Problem details: If a line of the records contains the word "Dispatcher", list it.

════════════════

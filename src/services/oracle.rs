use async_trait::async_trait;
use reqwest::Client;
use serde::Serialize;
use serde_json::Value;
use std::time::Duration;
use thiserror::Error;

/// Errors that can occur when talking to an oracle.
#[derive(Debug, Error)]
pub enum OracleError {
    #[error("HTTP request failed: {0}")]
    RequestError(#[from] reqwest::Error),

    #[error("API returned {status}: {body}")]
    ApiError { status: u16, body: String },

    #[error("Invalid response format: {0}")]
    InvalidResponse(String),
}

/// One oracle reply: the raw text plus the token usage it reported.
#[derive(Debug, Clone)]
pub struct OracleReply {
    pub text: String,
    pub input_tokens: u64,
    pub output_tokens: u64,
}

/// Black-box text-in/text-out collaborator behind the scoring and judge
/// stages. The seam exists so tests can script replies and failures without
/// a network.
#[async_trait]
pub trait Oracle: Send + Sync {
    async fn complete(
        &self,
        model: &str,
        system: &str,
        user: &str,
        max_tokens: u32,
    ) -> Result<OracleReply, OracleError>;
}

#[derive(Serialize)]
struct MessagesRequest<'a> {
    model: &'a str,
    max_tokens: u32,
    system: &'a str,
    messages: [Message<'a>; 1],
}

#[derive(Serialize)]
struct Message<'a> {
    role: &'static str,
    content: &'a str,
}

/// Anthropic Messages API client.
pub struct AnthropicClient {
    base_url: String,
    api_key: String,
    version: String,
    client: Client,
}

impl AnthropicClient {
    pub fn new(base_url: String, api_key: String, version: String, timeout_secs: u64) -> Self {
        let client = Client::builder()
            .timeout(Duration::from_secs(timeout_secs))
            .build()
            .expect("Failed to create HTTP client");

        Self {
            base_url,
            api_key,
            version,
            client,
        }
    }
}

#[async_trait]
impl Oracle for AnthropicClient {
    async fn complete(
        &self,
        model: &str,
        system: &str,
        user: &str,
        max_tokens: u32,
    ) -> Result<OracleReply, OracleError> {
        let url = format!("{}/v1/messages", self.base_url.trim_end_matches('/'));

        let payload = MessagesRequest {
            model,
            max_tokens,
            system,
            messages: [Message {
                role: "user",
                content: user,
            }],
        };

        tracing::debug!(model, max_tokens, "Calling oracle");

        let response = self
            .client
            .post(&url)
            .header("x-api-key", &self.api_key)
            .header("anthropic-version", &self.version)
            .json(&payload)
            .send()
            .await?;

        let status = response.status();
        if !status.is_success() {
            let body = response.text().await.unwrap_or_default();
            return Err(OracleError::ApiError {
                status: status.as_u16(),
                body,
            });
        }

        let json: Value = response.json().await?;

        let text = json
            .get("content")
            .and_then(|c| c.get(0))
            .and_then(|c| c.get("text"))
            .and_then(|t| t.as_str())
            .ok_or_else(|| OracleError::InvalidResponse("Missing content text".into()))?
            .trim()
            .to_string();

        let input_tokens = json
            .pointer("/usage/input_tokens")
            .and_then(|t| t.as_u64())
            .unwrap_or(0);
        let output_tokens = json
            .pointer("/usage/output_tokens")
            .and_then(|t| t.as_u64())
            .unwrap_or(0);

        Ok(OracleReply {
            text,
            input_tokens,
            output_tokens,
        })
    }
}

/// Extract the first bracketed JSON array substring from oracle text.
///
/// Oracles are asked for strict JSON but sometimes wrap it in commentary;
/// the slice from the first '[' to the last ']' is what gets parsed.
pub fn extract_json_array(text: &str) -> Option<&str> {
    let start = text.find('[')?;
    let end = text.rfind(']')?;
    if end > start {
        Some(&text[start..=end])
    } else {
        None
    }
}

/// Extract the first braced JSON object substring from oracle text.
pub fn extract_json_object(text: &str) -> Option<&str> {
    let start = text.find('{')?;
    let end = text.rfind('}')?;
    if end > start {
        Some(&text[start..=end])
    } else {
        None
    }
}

════════════════

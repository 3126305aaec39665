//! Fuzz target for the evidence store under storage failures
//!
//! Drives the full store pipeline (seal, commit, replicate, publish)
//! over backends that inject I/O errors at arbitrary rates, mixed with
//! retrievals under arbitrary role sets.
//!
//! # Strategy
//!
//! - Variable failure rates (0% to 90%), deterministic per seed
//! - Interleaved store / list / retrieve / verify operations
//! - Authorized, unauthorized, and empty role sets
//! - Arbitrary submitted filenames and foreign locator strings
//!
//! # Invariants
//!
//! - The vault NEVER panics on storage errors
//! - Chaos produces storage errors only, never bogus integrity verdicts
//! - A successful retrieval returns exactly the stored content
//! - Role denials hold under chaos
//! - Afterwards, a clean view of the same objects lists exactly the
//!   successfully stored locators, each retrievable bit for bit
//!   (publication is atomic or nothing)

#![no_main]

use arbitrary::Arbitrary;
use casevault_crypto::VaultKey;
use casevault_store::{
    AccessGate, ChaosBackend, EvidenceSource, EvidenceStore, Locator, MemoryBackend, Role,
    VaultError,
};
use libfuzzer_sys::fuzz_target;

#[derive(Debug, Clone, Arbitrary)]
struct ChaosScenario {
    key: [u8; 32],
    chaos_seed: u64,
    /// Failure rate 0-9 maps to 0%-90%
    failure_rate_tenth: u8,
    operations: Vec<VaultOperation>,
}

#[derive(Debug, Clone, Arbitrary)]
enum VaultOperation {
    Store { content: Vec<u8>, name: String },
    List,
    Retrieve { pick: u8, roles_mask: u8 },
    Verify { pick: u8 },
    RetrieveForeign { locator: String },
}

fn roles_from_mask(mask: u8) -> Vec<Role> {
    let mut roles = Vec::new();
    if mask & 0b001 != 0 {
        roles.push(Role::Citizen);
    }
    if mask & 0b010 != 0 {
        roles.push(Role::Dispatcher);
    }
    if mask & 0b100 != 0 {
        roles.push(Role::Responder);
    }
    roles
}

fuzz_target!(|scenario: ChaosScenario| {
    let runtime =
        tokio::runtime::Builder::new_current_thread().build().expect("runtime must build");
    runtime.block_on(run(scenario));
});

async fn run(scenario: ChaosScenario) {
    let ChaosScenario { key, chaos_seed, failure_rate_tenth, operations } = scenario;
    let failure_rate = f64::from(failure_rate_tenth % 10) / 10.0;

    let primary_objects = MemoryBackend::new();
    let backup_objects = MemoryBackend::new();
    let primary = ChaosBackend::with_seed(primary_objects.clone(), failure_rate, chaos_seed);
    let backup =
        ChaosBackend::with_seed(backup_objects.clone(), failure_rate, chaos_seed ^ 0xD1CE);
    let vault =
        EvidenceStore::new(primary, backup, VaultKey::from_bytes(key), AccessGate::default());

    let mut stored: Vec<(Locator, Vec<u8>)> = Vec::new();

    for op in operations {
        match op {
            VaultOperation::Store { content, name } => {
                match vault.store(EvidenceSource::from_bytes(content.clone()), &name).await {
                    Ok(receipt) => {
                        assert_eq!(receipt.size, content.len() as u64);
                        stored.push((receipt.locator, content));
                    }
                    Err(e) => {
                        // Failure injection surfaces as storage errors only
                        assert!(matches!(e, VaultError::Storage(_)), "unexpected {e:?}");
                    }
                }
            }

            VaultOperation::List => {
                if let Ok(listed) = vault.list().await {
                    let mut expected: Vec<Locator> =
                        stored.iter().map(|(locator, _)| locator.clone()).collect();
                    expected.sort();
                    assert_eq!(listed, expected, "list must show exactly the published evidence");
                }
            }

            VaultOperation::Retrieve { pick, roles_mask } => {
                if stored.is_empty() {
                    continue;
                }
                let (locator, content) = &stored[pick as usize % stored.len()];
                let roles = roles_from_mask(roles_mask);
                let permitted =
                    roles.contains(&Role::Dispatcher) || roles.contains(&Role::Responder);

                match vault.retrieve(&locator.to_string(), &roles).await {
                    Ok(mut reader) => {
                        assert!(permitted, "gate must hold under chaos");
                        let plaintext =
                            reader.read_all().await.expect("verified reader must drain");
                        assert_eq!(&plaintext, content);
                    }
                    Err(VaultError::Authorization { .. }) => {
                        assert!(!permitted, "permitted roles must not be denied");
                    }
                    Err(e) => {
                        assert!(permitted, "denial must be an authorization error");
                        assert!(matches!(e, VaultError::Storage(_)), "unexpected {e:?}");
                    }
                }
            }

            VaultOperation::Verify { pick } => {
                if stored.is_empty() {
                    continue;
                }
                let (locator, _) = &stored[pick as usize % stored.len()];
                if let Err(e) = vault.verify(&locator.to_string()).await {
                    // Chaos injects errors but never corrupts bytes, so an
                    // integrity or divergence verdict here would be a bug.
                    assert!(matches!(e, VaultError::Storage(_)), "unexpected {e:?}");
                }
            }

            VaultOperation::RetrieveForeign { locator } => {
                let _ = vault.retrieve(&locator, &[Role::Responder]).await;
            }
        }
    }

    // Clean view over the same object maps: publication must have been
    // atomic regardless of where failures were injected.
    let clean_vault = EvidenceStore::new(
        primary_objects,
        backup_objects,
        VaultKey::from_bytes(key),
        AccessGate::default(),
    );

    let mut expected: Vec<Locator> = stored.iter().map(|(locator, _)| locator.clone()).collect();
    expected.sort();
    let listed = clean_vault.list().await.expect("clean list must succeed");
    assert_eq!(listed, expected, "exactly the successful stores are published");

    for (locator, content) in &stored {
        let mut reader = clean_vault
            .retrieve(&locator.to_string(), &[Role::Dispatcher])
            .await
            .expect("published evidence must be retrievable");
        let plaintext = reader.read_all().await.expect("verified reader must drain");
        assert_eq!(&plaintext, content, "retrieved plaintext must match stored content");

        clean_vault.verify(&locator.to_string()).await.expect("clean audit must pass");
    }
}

════════════════

Answer to this problem:
        roles.push(Role::Dispatcher);
                    roles.contains(&Role::Dispatcher) || roles.contains(&Role::Responder);
            .retrieve(&locator.to_string(), &[Role::Dispatcher])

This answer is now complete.